Extracted data entries:
+ + + + +

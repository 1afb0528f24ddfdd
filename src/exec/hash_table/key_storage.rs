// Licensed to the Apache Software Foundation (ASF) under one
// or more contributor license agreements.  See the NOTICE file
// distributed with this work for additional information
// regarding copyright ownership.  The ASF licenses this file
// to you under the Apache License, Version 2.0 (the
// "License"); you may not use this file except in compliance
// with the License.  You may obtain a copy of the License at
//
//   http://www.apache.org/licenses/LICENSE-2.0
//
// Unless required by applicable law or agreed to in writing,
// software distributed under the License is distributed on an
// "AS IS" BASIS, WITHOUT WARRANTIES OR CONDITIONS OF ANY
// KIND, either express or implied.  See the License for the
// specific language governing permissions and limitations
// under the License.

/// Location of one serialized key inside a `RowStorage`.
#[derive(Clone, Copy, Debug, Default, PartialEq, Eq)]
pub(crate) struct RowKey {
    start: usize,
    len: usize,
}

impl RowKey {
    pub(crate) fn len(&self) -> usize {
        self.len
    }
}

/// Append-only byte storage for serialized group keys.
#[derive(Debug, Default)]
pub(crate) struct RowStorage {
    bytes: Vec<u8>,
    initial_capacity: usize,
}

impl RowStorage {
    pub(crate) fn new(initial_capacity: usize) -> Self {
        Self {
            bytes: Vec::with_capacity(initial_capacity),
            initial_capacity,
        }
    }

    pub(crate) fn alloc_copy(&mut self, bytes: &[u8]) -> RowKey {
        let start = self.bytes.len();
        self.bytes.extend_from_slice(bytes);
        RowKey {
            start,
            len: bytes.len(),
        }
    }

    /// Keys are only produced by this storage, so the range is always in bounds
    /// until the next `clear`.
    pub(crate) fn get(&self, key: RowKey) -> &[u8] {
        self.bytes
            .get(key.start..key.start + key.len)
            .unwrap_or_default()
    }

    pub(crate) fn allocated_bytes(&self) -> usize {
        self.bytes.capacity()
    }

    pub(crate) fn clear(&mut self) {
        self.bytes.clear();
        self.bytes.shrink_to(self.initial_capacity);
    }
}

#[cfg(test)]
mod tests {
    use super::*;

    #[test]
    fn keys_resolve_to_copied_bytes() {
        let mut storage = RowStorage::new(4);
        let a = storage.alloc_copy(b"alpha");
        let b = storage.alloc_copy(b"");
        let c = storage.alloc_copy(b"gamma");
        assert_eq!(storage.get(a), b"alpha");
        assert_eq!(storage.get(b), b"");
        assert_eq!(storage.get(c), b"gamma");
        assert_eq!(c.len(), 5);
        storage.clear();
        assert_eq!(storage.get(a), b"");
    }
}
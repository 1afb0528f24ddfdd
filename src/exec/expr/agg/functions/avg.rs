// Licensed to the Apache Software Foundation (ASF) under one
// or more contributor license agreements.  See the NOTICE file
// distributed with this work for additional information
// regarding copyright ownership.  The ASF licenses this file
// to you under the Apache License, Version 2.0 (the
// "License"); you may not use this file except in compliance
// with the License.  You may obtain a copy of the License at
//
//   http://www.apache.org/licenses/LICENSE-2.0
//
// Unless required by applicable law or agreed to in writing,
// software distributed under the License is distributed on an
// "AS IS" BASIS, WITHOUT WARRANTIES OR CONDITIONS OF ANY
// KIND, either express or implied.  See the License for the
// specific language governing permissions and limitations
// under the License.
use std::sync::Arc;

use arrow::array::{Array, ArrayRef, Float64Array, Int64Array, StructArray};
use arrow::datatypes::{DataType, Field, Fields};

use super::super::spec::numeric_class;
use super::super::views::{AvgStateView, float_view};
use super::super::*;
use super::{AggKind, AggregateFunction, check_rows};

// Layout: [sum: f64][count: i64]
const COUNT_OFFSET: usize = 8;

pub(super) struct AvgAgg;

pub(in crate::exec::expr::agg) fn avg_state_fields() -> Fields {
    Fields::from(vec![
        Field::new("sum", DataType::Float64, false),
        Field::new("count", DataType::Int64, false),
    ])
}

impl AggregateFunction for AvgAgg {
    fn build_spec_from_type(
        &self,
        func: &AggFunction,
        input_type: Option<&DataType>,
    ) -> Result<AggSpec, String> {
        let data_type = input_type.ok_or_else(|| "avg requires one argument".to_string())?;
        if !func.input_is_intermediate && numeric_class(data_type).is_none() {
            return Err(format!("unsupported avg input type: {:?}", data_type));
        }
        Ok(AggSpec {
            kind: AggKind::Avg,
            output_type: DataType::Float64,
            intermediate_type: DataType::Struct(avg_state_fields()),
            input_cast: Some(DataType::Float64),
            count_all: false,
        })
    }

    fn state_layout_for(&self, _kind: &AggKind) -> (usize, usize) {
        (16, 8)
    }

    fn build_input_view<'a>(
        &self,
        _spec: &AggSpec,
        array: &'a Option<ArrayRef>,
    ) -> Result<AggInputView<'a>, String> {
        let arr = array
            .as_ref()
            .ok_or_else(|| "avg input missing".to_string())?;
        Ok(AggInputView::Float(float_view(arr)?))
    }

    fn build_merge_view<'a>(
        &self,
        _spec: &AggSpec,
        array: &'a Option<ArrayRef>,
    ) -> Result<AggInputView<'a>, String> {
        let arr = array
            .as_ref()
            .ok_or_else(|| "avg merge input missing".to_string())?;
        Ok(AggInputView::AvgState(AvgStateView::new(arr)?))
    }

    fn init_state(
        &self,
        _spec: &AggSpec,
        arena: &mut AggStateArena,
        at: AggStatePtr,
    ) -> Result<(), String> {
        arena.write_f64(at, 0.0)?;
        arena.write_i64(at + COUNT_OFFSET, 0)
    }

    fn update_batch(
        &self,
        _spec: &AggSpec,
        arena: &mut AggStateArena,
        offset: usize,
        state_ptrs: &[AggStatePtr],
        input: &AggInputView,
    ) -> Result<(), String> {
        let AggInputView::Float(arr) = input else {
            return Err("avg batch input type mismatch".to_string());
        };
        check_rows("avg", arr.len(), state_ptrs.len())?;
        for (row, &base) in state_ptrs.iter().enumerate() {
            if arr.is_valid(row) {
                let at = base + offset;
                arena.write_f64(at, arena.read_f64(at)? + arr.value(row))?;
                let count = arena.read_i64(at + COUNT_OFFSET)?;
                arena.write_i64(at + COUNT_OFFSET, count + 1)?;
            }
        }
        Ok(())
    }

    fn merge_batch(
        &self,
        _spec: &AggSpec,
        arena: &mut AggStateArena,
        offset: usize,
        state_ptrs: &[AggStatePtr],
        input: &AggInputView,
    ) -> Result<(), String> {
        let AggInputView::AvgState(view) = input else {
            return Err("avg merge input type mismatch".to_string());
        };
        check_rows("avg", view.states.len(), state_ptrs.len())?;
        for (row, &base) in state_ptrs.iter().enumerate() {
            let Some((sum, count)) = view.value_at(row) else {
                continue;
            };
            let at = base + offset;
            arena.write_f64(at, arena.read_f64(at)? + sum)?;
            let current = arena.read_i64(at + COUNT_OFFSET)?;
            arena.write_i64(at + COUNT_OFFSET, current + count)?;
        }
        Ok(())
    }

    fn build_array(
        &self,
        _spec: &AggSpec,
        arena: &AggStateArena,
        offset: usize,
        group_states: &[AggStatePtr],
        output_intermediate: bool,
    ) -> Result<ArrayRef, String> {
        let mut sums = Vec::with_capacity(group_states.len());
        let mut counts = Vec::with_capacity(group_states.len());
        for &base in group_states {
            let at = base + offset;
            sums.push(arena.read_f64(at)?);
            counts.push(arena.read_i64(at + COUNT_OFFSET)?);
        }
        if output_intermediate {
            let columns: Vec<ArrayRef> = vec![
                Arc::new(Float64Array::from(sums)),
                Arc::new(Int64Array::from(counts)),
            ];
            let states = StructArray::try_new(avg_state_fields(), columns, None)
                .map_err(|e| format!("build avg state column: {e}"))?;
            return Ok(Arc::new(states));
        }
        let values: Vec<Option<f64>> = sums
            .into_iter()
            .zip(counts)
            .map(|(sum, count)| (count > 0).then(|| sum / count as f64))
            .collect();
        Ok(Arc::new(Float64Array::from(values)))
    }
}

+ + + + +

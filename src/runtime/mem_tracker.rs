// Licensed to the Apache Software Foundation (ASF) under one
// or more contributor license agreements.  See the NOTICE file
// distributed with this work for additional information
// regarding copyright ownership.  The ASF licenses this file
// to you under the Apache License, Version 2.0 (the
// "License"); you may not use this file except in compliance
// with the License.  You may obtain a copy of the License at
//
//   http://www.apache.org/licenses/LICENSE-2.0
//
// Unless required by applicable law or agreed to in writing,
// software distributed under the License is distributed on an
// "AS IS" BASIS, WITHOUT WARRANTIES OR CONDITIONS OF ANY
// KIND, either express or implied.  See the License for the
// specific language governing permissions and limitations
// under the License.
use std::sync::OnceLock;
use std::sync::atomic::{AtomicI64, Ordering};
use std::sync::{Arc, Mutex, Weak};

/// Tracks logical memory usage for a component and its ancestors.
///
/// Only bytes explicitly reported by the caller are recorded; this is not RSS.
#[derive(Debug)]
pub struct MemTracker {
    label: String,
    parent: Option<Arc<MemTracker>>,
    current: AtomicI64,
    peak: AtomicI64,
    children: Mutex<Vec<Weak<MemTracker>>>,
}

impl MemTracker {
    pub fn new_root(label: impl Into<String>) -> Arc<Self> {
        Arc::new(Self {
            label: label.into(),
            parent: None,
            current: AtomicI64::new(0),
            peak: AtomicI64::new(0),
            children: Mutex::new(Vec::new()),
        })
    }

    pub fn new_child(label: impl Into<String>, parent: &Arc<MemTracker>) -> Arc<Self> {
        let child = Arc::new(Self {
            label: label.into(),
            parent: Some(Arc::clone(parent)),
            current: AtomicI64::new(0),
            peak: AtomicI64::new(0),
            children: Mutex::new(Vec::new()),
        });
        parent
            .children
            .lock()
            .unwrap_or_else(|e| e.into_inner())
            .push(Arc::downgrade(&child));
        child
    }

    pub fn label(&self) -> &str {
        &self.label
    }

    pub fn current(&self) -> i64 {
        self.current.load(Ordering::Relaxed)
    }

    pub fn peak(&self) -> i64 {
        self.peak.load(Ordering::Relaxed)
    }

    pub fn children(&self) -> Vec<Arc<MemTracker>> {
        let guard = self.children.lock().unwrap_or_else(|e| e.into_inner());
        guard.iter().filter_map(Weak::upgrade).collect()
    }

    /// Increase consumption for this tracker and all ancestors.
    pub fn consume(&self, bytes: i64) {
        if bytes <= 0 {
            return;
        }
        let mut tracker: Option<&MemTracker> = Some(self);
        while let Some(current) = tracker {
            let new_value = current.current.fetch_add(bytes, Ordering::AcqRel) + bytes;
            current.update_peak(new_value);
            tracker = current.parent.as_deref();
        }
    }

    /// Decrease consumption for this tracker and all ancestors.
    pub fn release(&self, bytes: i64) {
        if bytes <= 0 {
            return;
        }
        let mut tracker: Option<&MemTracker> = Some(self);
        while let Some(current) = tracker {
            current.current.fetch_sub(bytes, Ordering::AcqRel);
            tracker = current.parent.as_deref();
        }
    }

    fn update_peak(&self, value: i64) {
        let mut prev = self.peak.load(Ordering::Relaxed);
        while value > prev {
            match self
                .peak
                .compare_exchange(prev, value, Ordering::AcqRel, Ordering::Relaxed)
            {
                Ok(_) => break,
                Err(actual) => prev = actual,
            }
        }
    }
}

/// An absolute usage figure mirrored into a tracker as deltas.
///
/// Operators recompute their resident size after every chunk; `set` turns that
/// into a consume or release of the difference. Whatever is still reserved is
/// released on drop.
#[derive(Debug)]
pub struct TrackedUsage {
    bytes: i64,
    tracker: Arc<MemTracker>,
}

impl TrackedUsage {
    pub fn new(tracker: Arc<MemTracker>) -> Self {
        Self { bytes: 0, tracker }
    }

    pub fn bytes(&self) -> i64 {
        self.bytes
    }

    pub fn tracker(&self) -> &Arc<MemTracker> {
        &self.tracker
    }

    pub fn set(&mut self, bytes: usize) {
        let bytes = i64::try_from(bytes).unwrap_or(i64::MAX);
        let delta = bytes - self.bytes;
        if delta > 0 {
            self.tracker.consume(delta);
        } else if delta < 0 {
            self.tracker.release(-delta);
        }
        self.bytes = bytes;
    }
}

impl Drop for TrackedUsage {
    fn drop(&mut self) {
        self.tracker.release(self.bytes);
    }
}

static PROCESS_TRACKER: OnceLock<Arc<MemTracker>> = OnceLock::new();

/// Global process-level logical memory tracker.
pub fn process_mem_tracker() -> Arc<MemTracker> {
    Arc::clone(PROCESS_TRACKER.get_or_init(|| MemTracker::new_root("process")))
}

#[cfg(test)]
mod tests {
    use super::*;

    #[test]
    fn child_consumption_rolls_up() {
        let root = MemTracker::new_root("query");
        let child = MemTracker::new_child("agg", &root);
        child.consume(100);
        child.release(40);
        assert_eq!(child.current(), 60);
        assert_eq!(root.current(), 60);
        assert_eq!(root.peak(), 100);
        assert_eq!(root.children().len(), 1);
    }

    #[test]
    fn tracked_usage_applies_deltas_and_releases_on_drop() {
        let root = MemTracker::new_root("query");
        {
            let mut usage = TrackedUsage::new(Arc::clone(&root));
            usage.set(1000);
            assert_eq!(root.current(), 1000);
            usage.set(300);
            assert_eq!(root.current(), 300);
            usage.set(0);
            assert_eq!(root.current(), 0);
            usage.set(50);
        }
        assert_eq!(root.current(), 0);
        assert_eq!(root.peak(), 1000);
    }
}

+ + + + +

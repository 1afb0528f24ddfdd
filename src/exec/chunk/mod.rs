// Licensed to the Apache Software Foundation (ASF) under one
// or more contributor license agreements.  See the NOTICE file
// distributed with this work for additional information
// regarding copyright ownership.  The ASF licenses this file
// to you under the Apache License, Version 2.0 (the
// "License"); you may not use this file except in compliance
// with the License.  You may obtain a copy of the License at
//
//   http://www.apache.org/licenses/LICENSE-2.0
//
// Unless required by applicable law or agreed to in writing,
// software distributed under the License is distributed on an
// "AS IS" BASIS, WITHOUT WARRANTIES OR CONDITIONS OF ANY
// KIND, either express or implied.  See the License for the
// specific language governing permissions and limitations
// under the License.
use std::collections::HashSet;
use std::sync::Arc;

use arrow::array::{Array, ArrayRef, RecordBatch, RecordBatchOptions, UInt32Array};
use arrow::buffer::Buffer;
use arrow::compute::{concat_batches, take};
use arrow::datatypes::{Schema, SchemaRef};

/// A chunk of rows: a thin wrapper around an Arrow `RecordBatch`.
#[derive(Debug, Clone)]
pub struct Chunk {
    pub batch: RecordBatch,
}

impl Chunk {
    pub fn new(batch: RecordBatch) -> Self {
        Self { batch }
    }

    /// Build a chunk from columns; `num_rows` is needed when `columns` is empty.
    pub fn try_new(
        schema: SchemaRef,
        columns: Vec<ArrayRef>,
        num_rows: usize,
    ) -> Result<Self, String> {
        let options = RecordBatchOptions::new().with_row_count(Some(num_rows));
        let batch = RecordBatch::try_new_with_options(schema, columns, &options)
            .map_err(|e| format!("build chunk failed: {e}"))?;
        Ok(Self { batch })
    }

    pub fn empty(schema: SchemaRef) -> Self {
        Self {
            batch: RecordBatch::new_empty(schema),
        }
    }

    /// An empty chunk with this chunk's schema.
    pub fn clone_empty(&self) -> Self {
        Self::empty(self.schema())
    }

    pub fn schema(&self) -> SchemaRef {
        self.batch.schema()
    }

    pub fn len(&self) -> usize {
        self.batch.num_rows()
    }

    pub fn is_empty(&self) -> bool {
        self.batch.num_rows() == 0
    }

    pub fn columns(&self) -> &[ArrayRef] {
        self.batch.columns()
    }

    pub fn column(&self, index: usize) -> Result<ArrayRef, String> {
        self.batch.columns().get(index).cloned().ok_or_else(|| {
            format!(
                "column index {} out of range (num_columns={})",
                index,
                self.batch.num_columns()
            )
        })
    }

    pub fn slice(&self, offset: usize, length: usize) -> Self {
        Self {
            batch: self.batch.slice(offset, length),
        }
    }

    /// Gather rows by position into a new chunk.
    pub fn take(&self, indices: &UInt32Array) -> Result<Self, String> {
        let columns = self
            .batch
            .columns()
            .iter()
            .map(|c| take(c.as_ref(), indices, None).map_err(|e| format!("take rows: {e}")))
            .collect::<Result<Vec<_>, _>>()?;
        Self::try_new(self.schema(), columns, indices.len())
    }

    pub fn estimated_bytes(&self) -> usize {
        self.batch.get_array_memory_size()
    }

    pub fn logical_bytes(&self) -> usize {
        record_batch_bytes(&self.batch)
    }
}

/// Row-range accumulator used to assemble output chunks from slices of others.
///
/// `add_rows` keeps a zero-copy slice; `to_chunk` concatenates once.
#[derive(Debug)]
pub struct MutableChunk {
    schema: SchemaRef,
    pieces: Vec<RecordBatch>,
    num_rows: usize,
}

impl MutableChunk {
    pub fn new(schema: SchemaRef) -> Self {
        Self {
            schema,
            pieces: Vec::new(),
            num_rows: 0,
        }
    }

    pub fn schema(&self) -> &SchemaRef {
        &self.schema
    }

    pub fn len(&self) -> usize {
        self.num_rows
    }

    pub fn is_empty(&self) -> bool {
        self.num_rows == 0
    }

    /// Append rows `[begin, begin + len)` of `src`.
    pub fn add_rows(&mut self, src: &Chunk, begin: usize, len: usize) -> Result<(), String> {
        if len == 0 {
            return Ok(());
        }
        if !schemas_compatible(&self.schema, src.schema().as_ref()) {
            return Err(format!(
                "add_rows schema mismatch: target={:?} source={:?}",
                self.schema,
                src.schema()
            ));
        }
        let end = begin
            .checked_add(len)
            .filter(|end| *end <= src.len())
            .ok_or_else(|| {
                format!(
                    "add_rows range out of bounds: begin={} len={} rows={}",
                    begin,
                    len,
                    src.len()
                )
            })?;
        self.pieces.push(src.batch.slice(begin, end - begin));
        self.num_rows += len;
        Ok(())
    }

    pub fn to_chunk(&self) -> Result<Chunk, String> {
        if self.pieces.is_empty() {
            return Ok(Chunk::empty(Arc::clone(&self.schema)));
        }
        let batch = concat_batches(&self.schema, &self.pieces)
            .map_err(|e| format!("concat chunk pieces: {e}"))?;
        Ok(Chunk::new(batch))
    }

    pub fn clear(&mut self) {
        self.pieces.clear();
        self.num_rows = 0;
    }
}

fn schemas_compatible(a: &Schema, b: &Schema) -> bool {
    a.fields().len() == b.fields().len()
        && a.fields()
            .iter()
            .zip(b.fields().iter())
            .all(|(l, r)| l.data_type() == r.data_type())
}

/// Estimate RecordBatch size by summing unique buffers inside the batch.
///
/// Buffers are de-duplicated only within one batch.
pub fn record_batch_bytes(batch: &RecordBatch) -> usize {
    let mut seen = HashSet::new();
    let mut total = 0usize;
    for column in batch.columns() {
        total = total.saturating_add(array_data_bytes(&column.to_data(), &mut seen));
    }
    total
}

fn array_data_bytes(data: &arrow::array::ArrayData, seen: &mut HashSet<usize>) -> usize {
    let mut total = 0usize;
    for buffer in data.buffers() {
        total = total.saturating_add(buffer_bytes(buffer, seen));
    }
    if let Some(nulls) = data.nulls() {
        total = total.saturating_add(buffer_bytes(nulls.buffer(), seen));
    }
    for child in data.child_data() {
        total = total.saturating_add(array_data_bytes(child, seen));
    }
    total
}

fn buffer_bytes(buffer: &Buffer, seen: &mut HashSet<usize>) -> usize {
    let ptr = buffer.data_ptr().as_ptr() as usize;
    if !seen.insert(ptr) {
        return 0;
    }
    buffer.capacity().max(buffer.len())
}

+ + + + +

WHAT IS REQUIRED: Every line above that holds the string "consume" should be copied into the answer.

ANSWER SECTION:
    pub fn consume(&self, bytes: i64) {
/// into a consume or release of the difference. Whatever is still reserved is
            self.tracker.consume(delta);
        child.consume(100);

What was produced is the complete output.